### Action item
Using the word "testid" as the filter, copy each matching line from the records.

Stored items
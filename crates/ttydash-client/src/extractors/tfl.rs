//! TfL tube, DLR and Overground status page.

use std::time::Duration;

use scraper::{ElementRef, Html};
use ttydash_core::error::AppError;
use ttydash_core::models::{StationStatus, TubeLineStatus};
use ttydash_core::traits::{ExtractionJob, Page, PageTarget};

use super::{first_text, selector, text_of};

pub const TFL_STATUS_URL: &str = "https://tfl.gov.uk/tube-dlr-overground/status";

const LINES_CONTAINER: &str = ".disruptions-list";
const STATIONS_CONTAINER: &str = ".station-disruptions-list";
const ENTRY: &str = r#"[data-testid="headles-accordion-root-testid"]"#;

/// The status page is a client-rendered app that keeps filling in after the
/// container appears.
const SETTLE: Duration = Duration::from_secs(2);

/// One accordion entry, shared by the line and station lists.
struct AccordionEntry {
    name: String,
    severity: String,
    routes: Vec<String>,
    description: String,
}

fn parse_accordions(html: &str, container: &str) -> Result<Vec<AccordionEntry>, AppError> {
    let entries = selector(TFL_STATUS_URL, &format!("{container} {ENTRY}"))?;
    let name = selector(TFL_STATUS_URL, r#"[data-testid="accordion-name"]"#)?;
    let severity = selector(TFL_STATUS_URL, r#"[data-testid="line-status"]"#)?;
    let route = selector(TFL_STATUS_URL, r#"[data-testid="line-affected-route"]"#)?;
    let direction = selector(TFL_STATUS_URL, r#"[data-test-id="directionInfo"]"#)?;
    let panel = selector(TFL_STATUS_URL, r#"[data-testid="accordion-panel"]"#)?;

    let document = Html::parse_document(html);
    let parsed = document
        .select(&entries)
        .map(|entry| AccordionEntry {
            name: first_text(entry, &name).unwrap_or_default(),
            severity: first_text(entry, &severity).unwrap_or_default(),
            routes: entry
                .select(&route)
                .map(|r| match r.select(&direction).next() {
                    Some(info) => direction_endpoints(info),
                    None => text_of(r),
                })
                .collect(),
            description: first_text(entry, &panel).unwrap_or_default(),
        })
        .collect();
    Ok(parsed)
}

/// Joins the direct text nodes of a direction paragraph, skipping the
/// decorative arrow span between them.
fn direction_endpoints(info: ElementRef<'_>) -> String {
    info.children()
        .filter_map(|node| node.value().as_text())
        .map(|text| text.trim())
        .filter(|text| !text.is_empty())
        .collect::<Vec<_>>()
        .join(" ↔ ")
}

pub fn parse_tube_lines(html: &str) -> Result<Vec<TubeLineStatus>, AppError> {
    Ok(parse_accordions(html, LINES_CONTAINER)?
        .into_iter()
        .map(|e| TubeLineStatus {
            line_name: e.name,
            status_severity: e.severity,
            affected_routes: e.routes,
            description: e.description,
        })
        .collect())
}

pub fn parse_station_statuses(html: &str) -> Result<Vec<StationStatus>, AppError> {
    Ok(parse_accordions(html, STATIONS_CONTAINER)?
        .into_iter()
        .map(|e| StationStatus {
            station_name: e.name,
            status_severity: e.severity,
            affected_routes: e.routes,
            description: e.description,
        })
        .collect())
}

/// Disrupted tube lines. Lines with a good service are not listed.
#[derive(Debug, Clone, Copy, Default)]
pub struct TubeStatusJob;

impl ExtractionJob for TubeStatusJob {
    type Record = TubeLineStatus;

    fn name(&self) -> &str {
        "tfl"
    }

    fn target(&self) -> PageTarget {
        PageTarget::new(TFL_STATUS_URL)
            .wait_for(LINES_CONTAINER)
            .with_settle(SETTLE)
    }

    async fn run<P: Page>(&self, page: &P) -> Result<Vec<TubeLineStatus>, AppError> {
        let html = page.content().await?;
        parse_tube_lines(&html)
    }

    fn fixture(&self) -> Vec<TubeLineStatus> {
        vec![
            TubeLineStatus {
                line_name: "DLR".into(),
                status_severity: "Minor delays".into(),
                affected_routes: vec![
                    "Poplar ↔ Tower Gateway".into(),
                    "Canary Wharf ↔ Bank".into(),
                    "West India Quay ↔ Canary Wharf".into(),
                ],
                description: "DLR: Minor delays due to an earlier signal failure.".into(),
            },
            TubeLineStatus {
                line_name: "Victoria".into(),
                status_severity: "Severe delays".into(),
                affected_routes: vec!["Entire line".into()],
                description: "Victoria Line: Severe delays due to an earlier points failure at \
                    Walthamstow Central. London Buses, London Overground, Great Northern, \
                    Thameslink, Greater Anglia, South Western Railway and Southeastern are \
                    accepting tickets via any reasonable route."
                    .into(),
            },
        ]
    }
}

/// Stations with closures or access issues, from the same page.
#[derive(Debug, Clone, Copy, Default)]
pub struct StationStatusJob;

impl ExtractionJob for StationStatusJob {
    type Record = StationStatus;

    fn name(&self) -> &str {
        "stations"
    }

    fn target(&self) -> PageTarget {
        PageTarget::new(TFL_STATUS_URL)
            .wait_for(STATIONS_CONTAINER)
            .with_settle(SETTLE)
    }

    async fn run<P: Page>(&self, page: &P) -> Result<Vec<StationStatus>, AppError> {
        let html = page.content().await?;
        parse_station_statuses(&html)
    }

    fn fixture(&self) -> Vec<StationStatus> {
        vec![StationStatus {
            station_name: "Bank".into(),
            status_severity: "Part closure".into(),
            affected_routes: vec!["Bank ↔ Monument".into()],
            description: "Bank Station: The interchange between the Central line and the \
                Northern line is closed. Please use Monument station instead."
                .into(),
        }]
    }
}
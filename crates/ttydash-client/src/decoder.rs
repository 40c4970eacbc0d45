use std::path::Path;

use image::imageops::FilterType;
use ttydash_core::error::AppError;
use ttydash_core::traits::{FrameDecoder, PixelGrid};

/// [`FrameDecoder`] using the `image` crate.
#[derive(Debug, Clone, Copy, Default)]
pub struct ImageDecoder;

impl FrameDecoder for ImageDecoder {
    fn decode_resized(&self, path: &Path, width: u32, height: u32) -> Result<PixelGrid, AppError> {
        let failed = |cause: String| AppError::DecodeFailed {
            path: path.display().to_string(),
            cause,
        };

        let image = image::open(path).map_err(|e| failed(e.to_string()))?;
        let rgb = image
            .resize_exact(width, height, FilterType::Triangle)
            .to_rgb8();
        let pixels = rgb.pixels().map(|p| p.0).collect();

        PixelGrid::new(width, height, pixels)
            .ok_or_else(|| failed(format!("resize did not produce {width}x{height}")))
    }
}
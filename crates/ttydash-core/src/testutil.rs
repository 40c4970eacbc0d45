//! Test utilities: mock implementations of all core traits.
//!
//! Handwritten mocks for dependency injection in unit tests.
//! All mocks use `Arc<Mutex<_>>` for interior mutability, allowing
//! test assertions on recorded calls.

use std::collections::VecDeque;
use std::path::{Path, PathBuf};
use std::sync::atomic::{AtomicUsize, Ordering};
use std::sync::{Arc, Mutex};
use std::time::Duration;

use futures::future::BoxFuture;

use crate::error::AppError;
use crate::models::{Records, TubeLineStatus};
use crate::panel::{PanelEvent, PanelReporter};
use crate::session::ManagedResource;
use crate::source::PanelSource;
use crate::traits::{
    BrowserDriver, BrowserProcess, ClipSource, ExtractionJob, FrameDecoder, FrameSpec, Page,
    PageTarget, PixelGrid, Transcoder,
};

/// `n` tube line records named `Line 0..n`.
pub fn tube_line_records(n: usize) -> Vec<TubeLineStatus> {
    (0..n)
        .map(|i| TubeLineStatus {
            line_name: format!("Line {i}"),
            status_severity: "Good service".into(),
            affected_routes: vec![],
            description: String::new(),
        })
        .collect()
}

pub fn tube_lines(n: usize) -> Records {
    Records::TubeLines(tube_line_records(n))
}

// ---------------------------------------------------------------------------
// MockDriver / MockProcess / MockPage
// ---------------------------------------------------------------------------

#[derive(Default, Debug)]
struct BrowserLog {
    launches: usize,
    failing_launches: usize,
    /// Generation of the process currently alive, if any.
    alive: Option<usize>,
    processes_closed: usize,
    pages_opened: usize,
    pages_closed: usize,
    open_pages: usize,
    max_open_pages: usize,
    visited: Vec<String>,
    navigate_delay: Duration,
    fail_navigation: bool,
    hanging_launches: usize,
    hanging_new_pages: usize,
    fatal_new_pages: usize,
    hang_close: bool,
}

/// Mock browser driver recording launches, pages and closes.
#[derive(Clone, Default)]
pub struct MockDriver {
    log: Arc<Mutex<BrowserLog>>,
}
//! Looping playback of converted frames.

use std::sync::Arc;
use std::time::Duration;

use serde::Serialize;
use tokio::sync::watch;
use tokio::task::JoinHandle;
use tokio::time::{Instant, MissedTickBehavior};
use tokio_util::sync::CancellationToken;

use crate::media::pipeline::{MediaCachePipeline, MediaStatus};
use crate::traits::{ClipSource, FrameDecoder, Transcoder};

/// Non-empty, ordered ASCII frames of one clip.
#[derive(Debug, Clone, PartialEq, Eq)]
pub struct AsciiFrameSequence {
    frames: Vec<String>,
}

impl AsciiFrameSequence {
    /// Returns `None` for an empty frame list.
    pub fn new(frames: Vec<String>) -> Option<Self> {
        (!frames.is_empty()).then_some(Self { frames })
    }

    pub fn len(&self) -> usize {
        self.frames.len()
    }

    pub fn is_empty(&self) -> bool {
        self.frames.is_empty()
    }

    /// Frame at `index`, wrapping past the end.
    pub fn frame(&self, index: usize) -> &str {
        &self.frames[index % self.frames.len()]
    }
}

/// Cursor over a frame sequence.
#[derive(Debug, Clone)]
pub struct Playback {
    sequence: Arc<AsciiFrameSequence>,
    index: usize,
}

impl Playback {
    pub fn new(sequence: Arc<AsciiFrameSequence>) -> Self {
        Self { sequence, index: 0 }
    }

    pub fn index(&self) -> usize {
        self.index
    }

    pub fn current(&self) -> &str {
        self.sequence.frame(self.index)
    }

    /// Step to the next frame, wrapping to 0 after the last.
    pub fn advance(&mut self) -> usize {
        self.index = (self.index + 1) % self.sequence.len();
        self.index
    }
}

/// What the UI shows for the media pane.
#[derive(Debug, Clone, Serialize)]
pub struct MediaSnapshot {
    pub status: MediaStatus,
    pub frame: Option<String>,
    pub frame_index: usize,
    pub frame_count: usize,
}

#[derive(Debug, Clone, Default)]
struct FrameView {
    text: Option<String>,
    index: usize,
    count: usize,
}

/// Read side of a running [`MediaPlayer`].
#[derive(Clone)]
pub struct MediaHandle {
    status: watch::Receiver<MediaStatus>,
    frame: watch::Receiver<FrameView>,
}

impl MediaHandle {
    pub fn snapshot(&self) -> MediaSnapshot {
        let frame = self.frame.borrow().clone();
        MediaSnapshot {
            status: self.status.borrow().clone(),
            frame: frame.text,
            frame_index: frame.index,
            frame_count: frame.count,
        }
    }
}

/// Runs the pipeline once, then loops the frames on a fixed period.
pub struct MediaPlayer;

impl MediaPlayer {
    pub fn spawn<S, T, D>(
        pipeline: MediaCachePipeline<S, T, D>,
        frame_period: Duration,
        cancel: CancellationToken,
    ) -> (MediaHandle, JoinHandle<()>)
    where
        S: ClipSource + 'static,
        T: Transcoder + 'static,
        D: FrameDecoder,
    {
        let (status_tx, status_rx) = watch::channel(MediaStatus::Starting);
        let (frame_tx, frame_rx) = watch::channel(FrameView::default());
        let handle = MediaHandle {
            status: status_rx,
            frame: frame_rx,
        };
        let task = tokio::spawn(play(pipeline, frame_period, status_tx, frame_tx, cancel));
        (handle, task)
    }
}

async fn play<S, T, D>(
    pipeline: MediaCachePipeline<S, T, D>,
    frame_period: Duration,
    status: watch::Sender<MediaStatus>,
    frames: watch::Sender<FrameView>,
    cancel: CancellationToken,
) where
    S: ClipSource,
    T: Transcoder,
    D: FrameDecoder,
{
    let result = tokio::select! {
        () = cancel.cancelled() => return,
        result = pipeline.run(&status) => result,
    };

    let (sequence, origin) = match result {
        Ok(done) => done,
        Err(e) => {
            if e.is_pipeline_failure() {
                tracing::warn!(error = %e, "Media tool or frame decode failed");
            } else {
                tracing::error!(error = %e, "Media pipeline failed");
            }
            status.send_replace(MediaStatus::Failed {
                error: e.to_string(),
            });
            return;
        }
    };

    let count = sequence.len();
    let mut playback = Playback::new(Arc::new(sequence));
    publish(&frames, &playback, count);
    status.send_replace(MediaStatus::Playing {
        frames: count,
        origin,
    });

    let period = frame_period.max(Duration::from_millis(10));
    let mut ticker = tokio::time::interval_at(Instant::now() + period, period);
    ticker.set_missed_tick_behavior(MissedTickBehavior::Skip);

    loop {
        tokio::select! {
            () = cancel.cancelled() => break,
            _ = ticker.tick() => {
                playback.advance();
                publish(&frames, &playback, count);
            }
        }
    }
}

fn publish(frames: &watch::Sender<FrameView>, playback: &Playback, count: usize) {
    frames.send_replace(FrameView {
        text: Some(playback.current().to_string()),
        index: playback.index(),
        count,
    });
}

### Task response
const ENTRY: &str = r#"[data-testid="headles-accordion-root-testid"]"#;
    let name = selector(TFL_STATUS_URL, r#"[data-testid="accordion-name"]"#)?;
    let severity = selector(TFL_STATUS_URL, r#"[data-testid="line-status"]"#)?;
    let route = selector(TFL_STATUS_URL, r#"[data-testid="line-affected-route"]"#)?;
    let panel = selector(TFL_STATUS_URL, r#"[data-testid="accordion-panel"]"#)?;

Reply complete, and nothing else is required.